Where early photography meets extreme hotness

This special trove of boyfriends, newly unfrozen from a block of Antarctic ice, deserves a special mention. Submitted by Marian Phillips.

Alexander Stevens, chief scientist and geologist of Ernest Shackleton’s 1914-1917 Ross Sea Party, an expedition that was stranded after their ship floated away to the sea during a massive blizzard.  From a recently-discovered cache of negatives found in a block of ice by the New Zealand Antarctic Heritage Trust. (via BoredPanda)
Submitted by anonymous

Franz Liszt, Austrian-Hungarian composer, still looking quite foxy at 47 in 1858.

A physician whose speciality is the disorders of women and with whom I conversed as to the magic which our Liszt exercises on his public, smiled mysteriously and told many things of magnetism, galvanism, electricity, of contagion in an overheated hall...
Heinrich Heine explains the phenomenon of Lizstomania in 1844.

Submitted by maidith

Actor boyfriend!

From the submitter howpaperrusts:

"Pantomimist" 1870s, tintypes of Fawdon Vokes, né Walter Fawdon (from The Metropolitan Museum of Art Bulletin, Fall 2012)
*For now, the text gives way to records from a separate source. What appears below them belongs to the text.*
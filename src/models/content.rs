use chrono::{DateTime, Utc};
use serde::{Deserialize, Serialize};

use crate::core::{CommentId, PostId, UserId};
use crate::error::{AppError, AppResult};

#[derive(Debug, Clone, PartialEq, Eq, Serialize, Deserialize)]
pub struct Post {
    pub id: PostId,
    pub author: UserId,
    pub caption: Option<String>,
    /// Reference to media held by the upload collaborator
    pub image: Option<String>,
    pub created_at: DateTime<Utc>,
}

impl Post {
    pub fn has_content(&self) -> bool {
        self.caption.is_some() || self.image.is_some()
    }
}

/// Partial update of a post. Only fields that are present are touched;
/// a present but blank value clears the field.
#[derive(Debug, Clone, Default, PartialEq, Eq, Serialize, Deserialize)]
pub struct PostPatch {
    #[serde(default, skip_serializing_if = "Option::is_none")]
    pub caption: Option<String>,
    #[serde(default, skip_serializing_if = "Option::is_none")]
    pub image: Option<String>,
}

fn normalize(value: &str) -> Option<String> {
    let trimmed = value.trim();
    if trimmed.is_empty() {
        None
    } else {
        Some(trimmed.to_string())
    }
}

impl PostPatch {
    pub fn new() -> Self {
        Self::default()
    }

    pub fn caption(mut self, caption: impl Into<String>) -> Self {
        self.caption = Some(caption.into());
        self
    }

    pub fn image(mut self, image: impl Into<String>) -> Self {
        self.image = Some(image.into());
        self
    }

    pub fn is_empty(&self) -> bool {
        self.caption.is_none() && self.image.is_none()
    }

    /// Apply the present fields to `post`, rejecting a result with no content
    pub fn apply_to(&self, post: &Post) -> AppResult<Post> {
        let mut updated = post.clone();
        if let Some(caption) = &self.caption {
            updated.caption = normalize(caption);
        }
        if let Some(image) = &self.image {
            updated.image = normalize(image);
        }
        if !updated.has_content() {
            return Err(AppError::Validation(format!(
                "Post {} would have neither caption nor image",
                post.id
            )));
        }
        Ok(updated)
    }
}

/// Normalize the fields of a new post; one of them must carry content
pub fn new_post_fields(
    caption: Option<&str>,
    image: Option<&str>,
) -> AppResult<(Option<String>, Option<String>)> {
    let caption = caption.and_then(normalize);
    let image = image.and_then(normalize);
    if caption.is_none() && image.is_none() {
        return Err(AppError::Validation(
            "A post needs a caption or an image".to_string(),
        ));
    }
    Ok((caption, image))
}

/// A post as seen by a particular viewer
#[derive(Debug, Clone, PartialEq, Eq, Serialize, Deserialize)]
pub struct FeedPost {
    #[serde(flatten)]
    pub post: Post,
    pub likes_count: u64,
    pub is_liked: bool,
}

#[derive(Debug, Clone, Copy, PartialEq, Eq, Serialize, Deserialize)]
#[serde(rename_all = "snake_case")]
pub enum LikeOutcome {
    Liked,
    Unliked,
}

/// Result of a like toggle: the state that resulted and the new set size
#[derive(Debug, Clone, Copy, PartialEq, Eq, Serialize, Deserialize)]
pub struct LikeToggle {
    pub outcome: LikeOutcome,
    pub likes_count: u64,
}

#[derive(Debug, Clone, PartialEq, Eq, Serialize, Deserialize)]
pub struct Comment {
    pub id: CommentId,
    pub post_id: PostId,
    pub author: UserId,
    pub content: String,
    pub created_at: DateTime<Utc>,
}

#[cfg(test)]
mod tests {
    use super::*;

    fn sample_post() -> Post {
        Post {
            id: PostId::new(7),
            author: UserId::from("alice"),
            caption: Some("hello".to_string()),
            image: None,
            created_at: Utc::now(),
        }
    }

    #[test]
    fn test_patch_only_touches_present_fields() {
        let post = sample_post();
        let updated = PostPatch::new().image("cdn/1.png").apply_to(&post).unwrap();
        assert_eq!(updated.caption.as_deref(), Some("hello"));
        assert_eq!(updated.image.as_deref(), Some("cdn/1.png"));
        assert_eq!(updated.id, post.id);
        assert_eq!(updated.created_at, post.created_at);
    }

    #[test]
    fn test_patch_cannot_empty_a_post() {
        let post = sample_post();
        let err = PostPatch::new().caption("   ").apply_to(&post).unwrap_err();
        assert!(matches!(err, AppError::Validation(_)));
    }

    #[test]
    fn test_new_post_requires_content() {
        assert!(new_post_fields(Some(" "), None).is_err());
        let (caption, image) = new_post_fields(Some(" hi "), None).unwrap();
        assert_eq!(caption.as_deref(), Some("hi"));
        assert!(image.is_none());
    }
}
"[He] joined the ranks of the Vokes Family, a group of London performers who toured the United States beginning in 1872. Somewhere on tour, perhaps in Philadelphia, Vokes stopped at a portrait studio to act his roles before the camera."

Horace Hopkins Coolidge, age 22, on his graduation from Harvard College, class of 1852. (Harvard Archives)

Among the many gifts his fairy godmother endowed on Horace Coolidge were a genial charm of manner, a rare tenderness and a spirit of living kindness, and a loyalty in friendship which made him dearly loved by all who knew him.

After graduating, he did what many young men of his time did, and traveled to Egypt for two years, returning to Boston to marry his sweetheart and become a lawyer.